Zudem wird die Veröffentlichung verspäteter Ergebnisse einiger anderer Emittenten für das 3. Quartal fortgesetzt. So hat in der abgelaufenen Woche „RusHydro“ (der Nettogewinn stieg um fast +29 % im Jahresvergleich) seinen Bericht für die ersten 9 Monate veröffentlicht. Die meisten Flaggschiffe des russischen Marktes haben jedoch bereits zuvor berichtet, deshalb werden am Freitag keine neuen wichtigen Veröffentlichungen, außer dem Bericht von „Transneft“, erwartet. Die Dynamik der russischen Aktien an diesem Tag dürfte daher von der allgemeinen Stimmung an den globalen Märkten und den Preisschwankungen bei Rohstoffen abhängen.
Worauf der Investor achten sollte
- Globale Wachstumsraten: Die BIP-Veröffentlichungen aus der Schweiz, Indien und Kanada geben einen vielseitigen Überblick über den Zustand der Weltwirtschaft. Für Investoren ist es wichtig, diese Daten zu vergleichen: Signalisieren die Verlangsamung in Europa (Schweiz) und Nordamerika (Kanada) Risiken einer Rezession, während gleichzeitig ein hohes Wachstumstempo in den aufstrebenden Märkten (Indien) erhalten bleibt.
- US-Märkte im Feiertagsmodus: Aufgrund der verkürzten Sitzung in New York sind niedrige Volumina und erhöhte Volatilität möglich. Unerwartete Abweichungen in der Statistik (zum Beispiel ein starker Rückgang des PMI-Index oder Überraschungen in den BIP-Daten) könnten auf einem dünnen Markt eine unverhältnismäßig starke Reaktion hervorrufen. Es ist Vorsicht geboten, da Kursbewegungen bei einer kleinen Anzahl aktiver Teilnehmer zunehmen könnten.

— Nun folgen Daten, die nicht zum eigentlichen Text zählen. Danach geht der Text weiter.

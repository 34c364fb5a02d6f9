// Copyright (C) 2026 Fred Clausen
// Use of this source code is governed by an MIT-style
// license that can be found in the LICENSE file or at
// https://opensource.org/licenses/MIT.

//! Request helpers for driving the router in-process.

use axum::{
    Router,
    body::Body,
    http::{Request, StatusCode},
};
use kermesse_persistence::Persistence;
use serde_json::{Value, json};
use tower::ServiceExt;

use crate::session::{ACTOR_ID_HEADER, ACTOR_ROLE_HEADER};
use crate::{AppState, build_router};

pub const PASSWORD: &str = "Kermesse-2026";

/// A router over a fresh in-memory store.
pub fn create_test_app() -> Router {
    let persistence: Persistence =
        Persistence::new_in_memory().expect("Failed to create in-memory persistence");
    build_router(AppState::new(persistence))
}

/// An actor identity sent as headers.
#[derive(Debug, Clone, Copy)]
pub struct Actor {
    pub id: i64,
    pub role: &'static str,
}

/// Sends one request and returns the status with the parsed JSON body.
///
/// An empty body is returned as `Value::Null`.
pub async fn send(
    app: &Router,
    method: &str,
    uri: &str,
    actor: Option<Actor>,
    body: Option<Value>,
) -> (StatusCode, Value) {
    let mut builder = Request::builder().method(method).uri(uri);
    if let Some(actor) = actor {
        builder = builder
            .header(ACTOR_ID_HEADER, actor.id.to_string())
            .header(ACTOR_ROLE_HEADER, actor.role);
    }
    let request = match body {
        Some(body) => builder
            .header("content-type", "application/json")
            .body(Body::from(body.to_string()))
            .unwrap(),
        None => builder.body(Body::empty()).unwrap(),
    };

    let response = app.clone().oneshot(request).await.unwrap();
    let status = response.status();
    let bytes = axum::body::to_bytes(response.into_body(), usize::MAX)
        .await
        .unwrap();
    let value = if bytes.is_empty() {
        Value::Null
    } else {
        serde_json::from_slice(&bytes).unwrap()
    };
    (status, value)
}

/// Registers a user through the API and returns its identity.
pub async fn register(app: &Router, email: &str, role: &'static str) -> Actor {
    let (status, user) = send(
        app,
        "POST",
        "/register",
        None,
        Some(json!({
            "name": "Test User",
            "email": email,
            "password": PASSWORD,
            "role": role,
        })),
    )
    .await;
    assert_eq!(status, StatusCode::CREATED, "register failed: {user}");
    Actor {
        id: user["user_id"].as_i64().unwrap(),
        role,
    }
}

/// A running fair reachable through HTTP.
pub struct HttpFair {
    pub app: Router,
    pub organizer: Actor,
    pub holder: Actor,
    pub parent: Actor,
    pub student: Actor,
    pub kermesse_id: i64,
    pub stand_id: i64,
}

/// Builds a fair with a FOOD stand priced 30 with 2 in stock and a parent
/// holding 100.
pub async fn setup_http_fair() -> HttpFair {
    let app = create_test_app();
    let organizer = register(&app, "org@school.test", "ORGANIZER").await;
    let holder = register(&app, "holder@school.test", "STAND_HOLDER").await;
    let parent = register(&app, "parent@school.test", "PARENT").await;

    let (status, invited) = send(
        &app,
        "POST",
        "/users/invite-child",
        Some(parent),
        Some(json!({ "name": "Kid", "email": "kid@school.test" })),
    )
    .await;
    assert_eq!(status, StatusCode::CREATED);
    let student = Actor {
        id: invited["student"]["user_id"].as_i64().unwrap(),
        role: "STUDENT",
    };

    let (status, _) = send(
        &app,
        "POST",
        "/webhook/top-up",
        None,
        Some(json!({ "user_id": parent.id, "amount": 100, "reference": "pay-1" })),
    )
    .await;
    assert_eq!(status, StatusCode::OK);

    let (_, kermesse) = send(
        &app,
        "POST",
        "/kermesses",
        Some(organizer),
        Some(json!({ "name": "Spring fair" })),
    )
    .await;
    let kermesse_id = kermesse["kermesse_id"].as_i64().unwrap();

    let (_, stand) = send(
        &app,
        "POST",
        "/stands",
        Some(holder),
        Some(json!({ "name": "Crepes", "category": "FOOD", "price": 30, "stock": 2 })),
    )
    .await;
    let stand_id = stand["stand_id"].as_i64().unwrap();

    let (status, _) = send(
        &app,
        "PATCH",
        &format!("/kermesses/{kermesse_id}/add-stand"),
        Some(organizer),
        Some(json!({ "stand_id": stand_id })),
    )
    .await;
    assert_eq!(status, StatusCode::OK);

    let (status, _) = send(
        &app,
        "PATCH",
        &format!("/kermesses/{kermesse_id}/add-user"),
        Some(organizer),
        Some(json!({ "user_id": student.id })),
    )
    .await;
    assert_eq!(status, StatusCode::OK);

    HttpFair {
        app,
        organizer,
        holder,
        parent,
        student,
        kermesse_id,
        stand_id,
    }
}
// Copyright (C) 2026 Fred Clausen
// Use of this source code is governed by an MIT-style
// license that can be found in the LICENSE file or at
// https://opensource.org/licenses/MIT.

//! Test module for the API crate.

#![allow(clippy::expect_used, clippy::unwrap_used)]

mod concurrency_tests;
mod helpers;
mod participation_tests;
mod stand_tests;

- Unternehmensgeschichten: Der Bericht von Meituan dient als Indikator für den Verbrauchersektor Chinas, während die Ergebnisse von „Transneft“ als Barometer für die Stabilität des russischen Öltransportgeschäfts fungieren. Investoren, die Aktien dieser oder verwandter Unternehmen besitzen, sollten nicht nur die Zahlen der Berichte berücksichtigen, sondern auch die Aussagen der Unternehmensführung zu Perspektiven und Dividenden. In Europa werden keine lauten Berichte erwartet, aber einige starke oder schwache Ergebnisse von mittelgroßen Unternehmen könnten lokal deren Aktien beeinflussen.
- Währungen und Rohstoffe: Schwache Makrodaten könnten die entsprechenden Währungen (zum Beispiel den kanadischen Dollar bei Enttäuschung über die BIP-Daten Kanadas) schwächen und Druck auf Rohstoffpreise ausüben. Signale über eine Verlangsamung der Weltwirtschaft könnten vorübergehend die Risikolust auf Rohstoffmärkten und im Währungssegment der Schwellenländer dämpfen.